Health monitoring of remote critical infrastructure is a complex and expensive activity due to the limited infrastructure accessibility. Inspection drones are ubiquitous assets that enhance the reliability of critical infrastructures through improved accessibility. However, due to the harsh operation environment, it is crucial to monitor their health to ensure successful inspection operations. The battery is a key component that determines the overall reliability of the inspection drones and, with an appropriate health management approach, contributes to reliable and robust inspections. In this context, this paper presents a novel hybrid probabilistic approach for battery end-of-discharge (EOD) voltage prediction of Li-Po batteries. The hybridization is achieved in an error-correction configuration, which combines physics-based discharge and probabilistic error-correction models to quantify the aleatoric and epistemic uncertainty. The performance of the hybrid probabilistic methodology was empirically evaluated on a dataset comprising EOD voltage under varying load conditions. The dataset was obtained from real inspection drones operated on different flights, focused on offshore wind turbine inspections. The proposed approach has been tested with different probabilistic methods and demonstrates 14.8% improved performance in probabilistic accuracy compared to the best probabilistic method. In addition, aleatoric and epistemic uncertainties provide robust estimations to enhance the diagnosis of battery health-states.

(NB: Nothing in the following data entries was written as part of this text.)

mod error;
mod loader;
mod normalizer;
mod vocabulary;
mod embedding;
mod similarity;
mod config;
mod cooccurrence;
mod train;
mod pipeline;

pub use error::{EmbeddingError, Result};
pub use loader::{decode_lenient, CorpusLoader, RawCorpus};
pub use normalizer::{default_abbreviations, Corpus, Normalizer, Sentence};
pub use vocabulary::Vocabulary;
pub use embedding::{EmbeddingModel, EmbeddingTrainer, Neighbor, Query, TrainingObjective, TrainingParams};
pub use similarity::DenseEmbeddings;
pub use config::{files_handling, PipelineConfig, TrainingConfig};
pub use cooccurrence::Counts;
pub use train::{CooccurrenceTrainer, GloveSettings};
pub use pipeline::Pipeline;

翻译：远程关键基础设施的健康监测是一项复杂且昂贵的活动，这主要源于基础设施的可达性有限。巡检无人机作为普及性资产，通过提升可达性增强了关键基础设施的可靠性。然而，由于运行环境恶劣，监测其健康状况对于确保巡检任务的成功至关重要。电池是决定巡检无人机整体可靠性的关键组件，采用适当的健康管理方法有助于实现可靠且稳健的巡检。在此背景下，本文提出了一种新颖的混合概率方法，用于预测锂聚合物电池的放电终止电压。该混合方法采用误差修正架构实现，结合了基于物理的放电模型与概率误差修正模型，以量化偶然不确定性和认知不确定性。该混合概率方法的性能在一个包含不同负载条件下放电终止电压的数据集上进行了实证评估。该数据集来源于实际执行海上风力涡轮机巡检任务的不同飞行中的巡检无人机。所提方法已与多种概率方法进行了测试比较，结果表明其在概率准确性方面比最佳概率方法提升了14.8%。此外，偶然不确定性和认知不确定性提供了稳健的估计，从而增强了电池健康状态的诊断能力。